The Britain Nepal Medical Trust was established in 1967 by a group of young doctors (from St Thomas’) who had an ambition of doing something of value in a part of the world where their medical skills were more urgently required than UK. They departed overland – excited and inspired by the opportunity of working in the mountains of the Himalaya – and on arrival they were sent to Biratnagar to run the regional hospital.
Hungry for the mountains – a couple of the team headed off north and within a year the BNMT programme had expanded into the hill districts of the eastern Region – starting with a BCG programme they rapidly expanded into tuberculosis control – an area which we continue to play and active part today.

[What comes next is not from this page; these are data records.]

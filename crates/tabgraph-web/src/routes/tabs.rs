//! Tab ingest, delete and cluster snapshot handlers.

use axum::{extract::State, http::StatusCode, Json};
use chrono::{DateTime, Utc};
use serde::{Deserialize, Serialize};
use tabgraph_cluster::{ClusterColor, TabCachePayload, TabCluster};
use tabgraph_core::{Tab, TabEdge};
use tabgraph_db::queries::relationships;

use crate::routes::internal_error;
use crate::state::AppState;

/// One tab as posted by the browser extension.
#[derive(Deserialize)]
pub struct TabPayload {
    pub id: i64,
    pub url: String,
    pub title: String,
    #[serde(default)]
    pub favicon_url: Option<String>,
    #[serde(default)]
    pub window_id: Option<i64>,
    #[serde(default)]
    pub group_id: Option<i64>,
    #[serde(default)]
    pub important: bool,
    /// Cached embedding from a previous ingest response.
    #[serde(default)]
    pub embedding: Option<Vec<f32>>,
    /// Cached entities from a previous ingest response.
    #[serde(default)]
    pub entities: Option<Vec<String>>,
}

impl TabPayload {
    fn into_tab(self) -> Tab {
        let mut tab = Tab::new(self.id, self.url, self.title);
        tab.favicon_url = self.favicon_url;
        tab.window_id = self.window_id;
        tab.group_id = self.group_id;
        tab.important = self.important;
        tab.embedding = self.embedding;
        tab.entities = self.entities.unwrap_or_default();
        tab
    }
}

#[derive(Deserialize)]
pub struct IngestRequest {
    pub tabs: Vec<TabPayload>,
    #[serde(default)]
    pub timestamp: Option<DateTime<Utc>>,
}

#[derive(Serialize)]
pub struct IngestResponse {
    pub status: &'static str,
    pub processed: usize,
    pub important_tabs: usize,
    pub session_id: String,
    pub tab_data: Vec<TabCachePayload>,
}

pub async fn ingest(
    State(state): State<AppState>,
    Json(request): Json<IngestRequest>,
) -> Result<Json<IngestResponse>, (StatusCode, String)> {
    let ingested_at = request.timestamp.unwrap_or_else(Utc::now);
    let batch: Vec<Tab> = request.tabs.into_iter().map(TabPayload::into_tab).collect();

    let outcome = state
        .pipeline
        .ingest(batch, ingested_at)
        .await
        .map_err(internal_error)?;

    Ok(Json(IngestResponse {
        status: "success",
        processed: outcome.processed,
        important_tabs: outcome.important_tabs,
        session_id: outcome.session_id,
        tab_data: outcome.tab_data,
    }))
}

#[derive(Deserialize)]
pub struct DeleteRequest {
    pub tab_ids: Vec<i64>,
}

#[derive(Serialize)]
pub struct DeleteResponse {
    pub status: &'static str,
    pub deleted: usize,
}

pub async fn delete(
    State(state): State<AppState>,
    Json(request): Json<DeleteRequest>,
) -> Result<Json<DeleteResponse>, (StatusCode, String)> {
    let deleted = state
        .pipeline
        .delete_tabs(&request.tab_ids)
        .await
        .map_err(internal_error)?;

    Ok(Json(DeleteResponse {
        status: "success",
        deleted,
    }))
}

#[derive(Serialize)]
pub struct TabView {
    pub id: i64,
    pub url: String,
    pub title: String,
    pub label: Option<String>,
    pub summary: Option<String>,
    pub display_label: Option<String>,
    pub important: bool,
    pub entities: Vec<String>,
}

#[derive(Serialize)]
pub struct ClusterView {
    pub id: String,
    pub name: String,
    pub color: ClusterColor,
    pub tab_count: usize,
    pub shared_entities: Vec<String>,
    pub tabs: Vec<TabView>,
}

impl ClusterView {
    fn from_cluster(cluster: &TabCluster) -> Self {
        Self {
            id: cluster.id.clone(),
            name: cluster.name.clone(),
            color: cluster.color,
            tab_count: cluster.tab_count(),
            shared_entities: cluster.shared_entities.clone(),
            tabs: cluster
                .tabs
                .iter()
                .map(|tab| TabView {
                    id: tab.id,
                    url: tab.url.clone(),
                    title: tab.title.clone(),
                    label: tab.label.clone(),
                    summary: tab.summary.clone(),
                    display_label: tab.display_label.clone(),
                    important: tab.important,
                    entities: tab.entities.clone(),
                })
                .collect(),
        }
    }
}

#[derive(Serialize)]
pub struct ClustersResponse {
    pub clusters: Vec<ClusterView>,
    pub relationships: Vec<TabEdge>,
}

/// Snapshot of clusters holding two or more tabs.
pub async fn clusters(
    State(state): State<AppState>,
) -> Result<Json<ClustersResponse>, (StatusCode, String)> {
    let clusters: Vec<ClusterView> = state
        .pipeline
        .clusters_snapshot()
        .await
        .iter()
        .filter(|c| c.tab_count() >= 2)
        .map(ClusterView::from_cluster)
        .collect();

    let relationships =
        relationships::list_all(state.pipeline.db(), 0.0).map_err(internal_error)?;

    Ok(Json(ClustersResponse {
        clusters,
        relationships,
    }))
}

And from those small beginnings – 45 years on – BNMT now stands as:
- one of the first INGOs to work in Nepal
- one of the longest serving INGOs in Nepal
- with a strong track record of working in partnership with the National TB programme in TB control – bringing in some of the worlds most famous experts over the years – including Sir John Crofton, Dr Wallace Fox and Dr Knut Ovreberg..
- a world leader in piloting models of essential drug supply to rural areas – to ensure a year round supply of essential drugs
- an early implementer of community health and development programmes – training of CHWs/CHVs – which evolved in to FCHVs, with a focus on female literacy, savings funds, income generation projects, nutrition, water supply and sanitation as part of an approach to tackling the wider determinants of health
- international recognition for our work on health rights – with disadvantaged groups – and a focus of advocacy, community and social mobilization
- recognized for its commitment to partnership working across a broad spectrum of organizations – MOHP, community based organizations, INGOs, NTP, multilateral and bilateral donors and communities.
We work under an agreement with the Government of Nepal and in association with other local NGOs in all five regions of the country.
Our programmes extend to around a fifth of Nepal’s 27 million population.